(The problem): Can you print every record below exactly as written?

(Study material):
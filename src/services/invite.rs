//! Invite codes: creation by managers and redemption by new users

use chrono::{DateTime, Utc};
use tracing::{debug, info};
use std::sync::Arc;
use crate::config::settings::Settings;
use crate::database::DatabaseService;
use crate::models::invite::{CreateInviteRequest, Invite, InviteUseOutcome, INVITE_PREFIX};
use crate::models::user::Role;
use crate::services::guard::{IdempotencyKey, KeyedLocks};
use crate::services::notification::{OutcomeEvent, OutcomeSink};
use crate::services::user::UserService;
use crate::utils::errors::{BotError, Result};
use crate::utils::helpers::generate_hex_token;
use crate::utils::logging::{log_admin_action, log_user_action};

const INVITE_TOKEN_LEN: usize = 12;

#[derive(Clone)]
pub struct InviteService {
    db: DatabaseService,
    users: UserService,
    locks: KeyedLocks,
    sink: Arc<dyn OutcomeSink>,
    enabled: bool,
}

impl InviteService {
    pub fn new(db: DatabaseService, users: UserService, locks: KeyedLocks, sink: Arc<dyn OutcomeSink>, settings: &Settings) -> Self {
        Self { db, users, locks, sink, enabled: settings.features.invites }
    }

    fn ensure_enabled(&self) -> Result<()> {
        if self.enabled {
            Ok(())
        } else {
            Err(BotError::Validation("Invites are turned off.".to_string()))
        }
    }

    /// Create a fresh `INV_<hex>` code
    pub async fn create_invite(
        &self,
        actor_telegram_id: i64,
        max_uses: i32,
        expires_at: Option<DateTime<Utc>>,
    ) -> Result<Invite> {
        self.ensure_enabled()?;
        let actor = self.users.require_role(actor_telegram_id, Role::Manager).await?;

        let request = CreateInviteRequest {
            code: format!("{}{}", INVITE_PREFIX, generate_hex_token(INVITE_TOKEN_LEN)),
            created_by: Some(actor.id),
            max_uses,
            expires_at,
        };
        request.validate(Utc::now())?;

        let invite = self.db.invites.create(request).await?;
        log_admin_action(actor_telegram_id, "create_invite", Some(&invite.code), Some(&max_uses.to_string()));
        Ok(invite)
    }

    /// Redeem a code for the user; repeats by the same user are harmless
    pub async fn redeem(&self, telegram_id: i64, code: &str) -> Result<InviteUseOutcome> {
        self.ensure_enabled()?;
        let user = self.users.ensure_active(telegram_id).await?;

        let _guard = self
            .locks
            .acquire(IdempotencyKey::Invite { code: code.to_string(), telegram_id })
            .await;

        let outcome = self.db.apply_invite(code, user.id).await?;
        match &outcome {
            InviteUseOutcome::AlreadyRedeemed(invite) => {
                debug!(telegram_id, code = %invite.code, "Invite already redeemed by this user");
            }
            InviteUseOutcome::Redeemed(invite) => {
                info!(
                    telegram_id,
                    code = %invite.code,
                    used = invite.used_count,
                    max = invite.max_uses,
                    "Invite redeemed"
                );
                log_user_action(telegram_id, "redeem_invite", Some(&invite.code));
                self.users.invalidate(telegram_id).await;

                let inviter_telegram_id = match invite.created_by {
                    Some(creator_id) => self.db.users.find_by_id(creator_id).await?.map(|u| u.telegram_id),
                    None => None,
                };
                self.sink
                    .emit(OutcomeEvent::InviteRedeemed {
                        telegram_id,
                        code: invite.code.clone(),
                        inviter_telegram_id,
                    })
                    .await;
            }
        }

        Ok(outcome)
    }

    pub async fn list_mine(&self, actor_telegram_id: i64) -> Result<Vec<Invite>> {
        let actor = self.users.require_role(actor_telegram_id, Role::Manager).await?;
        self.db.invites.list_by_creator(actor.id, 20).await
    }

    pub async fn deactivate(&self, actor_telegram_id: i64, code: &str) -> Result<()> {
        self.users.require_role(actor_telegram_id, Role::Manager).await?;
        if !self.db.invites.deactivate(code).await? {
            return Err(BotError::not_found("Invite", code));
        }
        log_admin_action(actor_telegram_id, "deactivate_invite", Some(code), None);
        Ok(())
    }
}
//! Utility modules
//!
//! This module contains common utilities used throughout the application,
//! including error handling, logging setup, and helper functions.

pub mod errors;
pub mod logging;
pub mod helpers;

pub use errors::{BotError, ErrorKind, PanelError, Result};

(Written response):
filename src/services/invite.rs
//! Invite codes: creation by managers and redemption by new users

use chrono::{DateTime, Utc};
use tracing::{debug, info};
use std::sync::Arc;
use crate::config::settings::Settings;
use crate::database::DatabaseService;
use crate::models::invite::{CreateInviteRequest, Invite, InviteUseOutcome, INVITE_PREFIX};
use crate::models::user::Role;
use crate::services::guard::{IdempotencyKey, KeyedLocks};
use crate::services::notification::{OutcomeEvent, OutcomeSink};
use crate::services::user::UserService;
use crate::utils::errors::{BotError, Result};
use crate::utils::helpers::generate_hex_token;
use crate::utils::logging::{log_admin_action, log_user_action};

const INVITE_TOKEN_LEN: usize = 12;

#[derive(Clone)]
pub struct InviteService {
    db: DatabaseService,
    users: UserService,
    locks: KeyedLocks,
    sink: Arc<dyn OutcomeSink>,
    enabled: bool,
}

impl InviteService {
    pub fn new(db: DatabaseService, users: UserService, locks: KeyedLocks, sink: Arc<dyn OutcomeSink>, settings: &Settings) -> Self {
        Self { db, users, locks, sink, enabled: settings.features.invites }
    }

    fn ensure_enabled(&self) -> Result<()> {
        if self.enabled {
            Ok(())
        } else {
            Err(BotError::Validation("Invites are turned off.".to_string()))
        }
    }

    /// Create a fresh `INV_<hex>` code
    pub async fn create_invite(
        &self,
        actor_telegram_id: i64,
        max_uses: i32,
        expires_at: Option<DateTime<Utc>>,
    ) -> Result<Invite> {
        self.ensure_enabled()?;
        let actor = self.users.require_role(actor_telegram_id, Role::Manager).await?;

        let request = CreateInviteRequest {
            code: format!("{}{}", INVITE_PREFIX, generate_hex_token(INVITE_TOKEN_LEN)),
            created_by: Some(actor.id),
            max_uses,
            expires_at,
        };
        request.validate(Utc::now())?;

        let invite = self.db.invites.create(request).await?;
        log_admin_action(actor_telegram_id, "create_invite", Some(&invite.code), Some(&max_uses.to_string()));
        Ok(invite)
    }

    /// Redeem a code for the user; repeats by the same user are harmless
    pub async fn redeem(&self, telegram_id: i64, code: &str) -> Result<InviteUseOutcome> {
        self.ensure_enabled()?;
        let user = self.users.ensure_active(telegram_id).await?;

        let _guard = self
            .locks
            .acquire(IdempotencyKey::Invite { code: code.to_string(), telegram_id })
            .await;

        let outcome = self.db.apply_invite(code, user.id).await?;
        match &outcome {
            InviteUseOutcome::AlreadyRedeemed(invite) => {
                debug!(telegram_id, code = %invite.code, "Invite already redeemed by this user");
            }
            InviteUseOutcome::Redeemed(invite) => {
                info!(
                    telegram_id,
                    code = %invite.code,
                    used = invite.used_count,
                    max = invite.max_uses,
                    "Invite redeemed"
                );
                log_user_action(telegram_id, "redeem_invite", Some(&invite.code));
                self.users.invalidate(telegram_id).await;

                let inviter_telegram_id = match invite.created_by {
                    Some(creator_id) => self.db.users.find_by_id(creator_id).await?.map(|u| u.telegram_id),
                    None => None,
                };
                self.sink
                    .emit(OutcomeEvent::InviteRedeemed {
                        telegram_id,
                        code: invite.code.clone(),
                        inviter_telegram_id,
                    })
                    .await;
            }
        }

        Ok(outcome)
    }

    pub async fn list_mine(&self, actor_telegram_id: i64) -> Result<Vec<Invite>> {
        let actor = self.users.require_role(actor_telegram_id, Role::Manager).await?;
        self.db.invites.list_by_creator(actor.id, 20).await
    }

    pub async fn deactivate(&self, actor_telegram_id: i64, code: &str) -> Result<()> {
        self.users.require_role(actor_telegram_id, Role::Manager).await?;
        if !self.db.invites.deactivate(code).await? {
            return Err(BotError::not_found("Invite", code));
        }
        log_admin_action(actor_telegram_id, "deactivate_invite", Some(code), None);
        Ok(())
    }
}
//! Utility modules
//!
//! This module contains common utilities used throughout the application,
//! including error handling, logging setup, and helper functions.

pub mod errors;
pub mod logging;
pub mod helpers;

pub use errors::{BotError, ErrorKind, PanelError, Result};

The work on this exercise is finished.